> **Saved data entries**
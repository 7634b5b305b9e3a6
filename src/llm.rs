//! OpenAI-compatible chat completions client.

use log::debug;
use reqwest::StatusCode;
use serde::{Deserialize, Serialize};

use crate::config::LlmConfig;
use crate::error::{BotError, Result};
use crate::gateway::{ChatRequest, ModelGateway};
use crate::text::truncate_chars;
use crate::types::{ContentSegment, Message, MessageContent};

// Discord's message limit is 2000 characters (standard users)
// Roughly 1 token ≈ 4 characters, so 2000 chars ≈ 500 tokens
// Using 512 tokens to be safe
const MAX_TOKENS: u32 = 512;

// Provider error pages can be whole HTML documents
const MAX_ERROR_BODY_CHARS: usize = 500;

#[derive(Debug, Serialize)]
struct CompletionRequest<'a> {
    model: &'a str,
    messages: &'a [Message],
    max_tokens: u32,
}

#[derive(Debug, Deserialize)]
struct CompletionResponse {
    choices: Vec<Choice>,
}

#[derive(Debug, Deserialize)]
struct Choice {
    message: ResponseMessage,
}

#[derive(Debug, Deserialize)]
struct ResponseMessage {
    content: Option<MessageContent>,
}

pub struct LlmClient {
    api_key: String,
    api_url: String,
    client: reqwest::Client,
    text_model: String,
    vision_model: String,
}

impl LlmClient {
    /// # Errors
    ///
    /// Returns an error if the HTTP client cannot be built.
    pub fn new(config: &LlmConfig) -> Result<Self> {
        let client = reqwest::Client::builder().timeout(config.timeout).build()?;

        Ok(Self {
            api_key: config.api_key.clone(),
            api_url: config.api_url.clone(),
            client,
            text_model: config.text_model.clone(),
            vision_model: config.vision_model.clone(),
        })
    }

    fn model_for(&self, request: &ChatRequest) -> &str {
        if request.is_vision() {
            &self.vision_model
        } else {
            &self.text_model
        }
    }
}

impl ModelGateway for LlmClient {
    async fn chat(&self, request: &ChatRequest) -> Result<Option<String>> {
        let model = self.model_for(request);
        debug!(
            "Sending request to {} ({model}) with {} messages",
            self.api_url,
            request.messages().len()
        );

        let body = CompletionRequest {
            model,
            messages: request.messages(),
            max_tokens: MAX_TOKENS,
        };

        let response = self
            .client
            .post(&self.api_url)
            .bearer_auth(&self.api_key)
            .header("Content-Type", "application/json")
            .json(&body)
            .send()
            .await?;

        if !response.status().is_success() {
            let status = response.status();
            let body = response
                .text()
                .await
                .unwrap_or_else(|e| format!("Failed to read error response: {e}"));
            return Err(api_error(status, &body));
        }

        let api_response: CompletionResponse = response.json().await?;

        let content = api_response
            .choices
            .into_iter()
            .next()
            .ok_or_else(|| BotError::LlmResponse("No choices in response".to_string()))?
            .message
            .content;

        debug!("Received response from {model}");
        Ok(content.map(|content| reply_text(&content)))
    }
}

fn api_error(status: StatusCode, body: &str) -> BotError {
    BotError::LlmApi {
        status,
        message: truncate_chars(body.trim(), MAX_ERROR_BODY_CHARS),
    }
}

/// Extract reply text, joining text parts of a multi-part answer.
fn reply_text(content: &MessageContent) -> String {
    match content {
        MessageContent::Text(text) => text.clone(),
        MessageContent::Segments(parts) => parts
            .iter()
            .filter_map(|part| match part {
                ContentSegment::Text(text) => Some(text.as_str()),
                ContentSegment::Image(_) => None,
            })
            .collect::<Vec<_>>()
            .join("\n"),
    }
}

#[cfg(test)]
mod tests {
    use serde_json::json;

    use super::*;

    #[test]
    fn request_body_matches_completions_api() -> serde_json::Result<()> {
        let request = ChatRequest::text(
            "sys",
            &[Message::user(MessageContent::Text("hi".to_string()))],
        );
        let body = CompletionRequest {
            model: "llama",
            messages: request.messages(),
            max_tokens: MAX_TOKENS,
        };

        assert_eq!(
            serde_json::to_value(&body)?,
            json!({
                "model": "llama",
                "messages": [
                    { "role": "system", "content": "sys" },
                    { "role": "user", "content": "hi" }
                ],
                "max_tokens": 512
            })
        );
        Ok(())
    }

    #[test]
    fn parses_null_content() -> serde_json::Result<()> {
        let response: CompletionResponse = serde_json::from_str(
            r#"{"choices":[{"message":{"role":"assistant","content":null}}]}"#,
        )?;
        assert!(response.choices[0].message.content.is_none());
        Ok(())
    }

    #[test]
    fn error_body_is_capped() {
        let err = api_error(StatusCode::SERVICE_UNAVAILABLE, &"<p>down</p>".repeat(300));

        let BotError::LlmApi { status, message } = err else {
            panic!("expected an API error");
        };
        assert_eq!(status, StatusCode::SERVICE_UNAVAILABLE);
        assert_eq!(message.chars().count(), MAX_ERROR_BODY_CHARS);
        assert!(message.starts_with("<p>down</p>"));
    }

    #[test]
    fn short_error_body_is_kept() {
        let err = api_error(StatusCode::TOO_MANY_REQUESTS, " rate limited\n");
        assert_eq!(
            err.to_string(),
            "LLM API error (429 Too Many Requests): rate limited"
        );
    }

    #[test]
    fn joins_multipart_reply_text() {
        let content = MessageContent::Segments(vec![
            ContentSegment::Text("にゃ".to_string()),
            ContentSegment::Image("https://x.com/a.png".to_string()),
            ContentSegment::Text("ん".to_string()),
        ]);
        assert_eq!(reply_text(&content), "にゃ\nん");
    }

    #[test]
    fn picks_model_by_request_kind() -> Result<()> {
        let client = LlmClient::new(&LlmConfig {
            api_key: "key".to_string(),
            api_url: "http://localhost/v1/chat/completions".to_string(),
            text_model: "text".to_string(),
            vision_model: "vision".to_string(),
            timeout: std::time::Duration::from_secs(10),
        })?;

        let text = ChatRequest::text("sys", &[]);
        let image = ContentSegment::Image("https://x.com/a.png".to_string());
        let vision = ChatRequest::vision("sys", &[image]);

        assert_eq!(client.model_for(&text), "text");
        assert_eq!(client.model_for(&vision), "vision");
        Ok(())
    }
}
* * *
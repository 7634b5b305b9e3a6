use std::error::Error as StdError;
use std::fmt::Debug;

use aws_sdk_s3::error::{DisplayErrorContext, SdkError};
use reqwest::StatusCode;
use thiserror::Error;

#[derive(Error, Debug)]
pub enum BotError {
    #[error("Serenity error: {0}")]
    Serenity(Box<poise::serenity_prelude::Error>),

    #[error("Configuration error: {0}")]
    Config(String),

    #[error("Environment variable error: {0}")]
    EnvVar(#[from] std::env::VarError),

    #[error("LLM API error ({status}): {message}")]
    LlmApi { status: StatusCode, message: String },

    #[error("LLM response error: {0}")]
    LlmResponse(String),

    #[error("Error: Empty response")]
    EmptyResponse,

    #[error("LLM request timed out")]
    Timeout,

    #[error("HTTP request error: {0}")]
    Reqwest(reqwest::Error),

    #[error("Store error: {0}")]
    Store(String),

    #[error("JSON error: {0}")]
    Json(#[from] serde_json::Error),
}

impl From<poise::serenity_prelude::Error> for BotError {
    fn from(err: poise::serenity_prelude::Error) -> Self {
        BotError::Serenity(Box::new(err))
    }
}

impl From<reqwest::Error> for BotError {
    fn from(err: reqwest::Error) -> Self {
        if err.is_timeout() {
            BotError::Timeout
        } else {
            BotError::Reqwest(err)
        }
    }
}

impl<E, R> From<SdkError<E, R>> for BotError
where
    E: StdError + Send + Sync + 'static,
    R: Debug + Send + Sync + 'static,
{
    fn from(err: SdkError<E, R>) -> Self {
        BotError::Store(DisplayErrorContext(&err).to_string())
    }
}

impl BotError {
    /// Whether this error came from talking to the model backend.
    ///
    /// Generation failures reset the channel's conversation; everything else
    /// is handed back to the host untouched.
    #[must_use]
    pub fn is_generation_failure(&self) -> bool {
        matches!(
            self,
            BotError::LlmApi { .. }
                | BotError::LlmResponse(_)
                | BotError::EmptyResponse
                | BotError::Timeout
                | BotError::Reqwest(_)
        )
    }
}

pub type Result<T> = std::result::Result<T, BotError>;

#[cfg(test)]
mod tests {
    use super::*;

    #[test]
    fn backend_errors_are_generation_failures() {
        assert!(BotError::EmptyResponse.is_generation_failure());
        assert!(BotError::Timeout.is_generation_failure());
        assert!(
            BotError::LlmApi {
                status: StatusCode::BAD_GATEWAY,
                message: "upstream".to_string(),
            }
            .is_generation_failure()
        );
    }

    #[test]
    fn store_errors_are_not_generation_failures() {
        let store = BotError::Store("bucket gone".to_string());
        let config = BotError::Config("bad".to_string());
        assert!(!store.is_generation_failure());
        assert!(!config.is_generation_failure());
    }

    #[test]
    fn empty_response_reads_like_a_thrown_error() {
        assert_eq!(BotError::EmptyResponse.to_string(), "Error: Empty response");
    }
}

> **Exercise brief**
A line qualifies when it holds the word "struct"; report all qualifying lines from the records above.

> **Written solution**
struct CompletionRequest<'a> {
struct CompletionResponse {
struct Choice {
struct ResponseMessage {
pub struct LlmClient {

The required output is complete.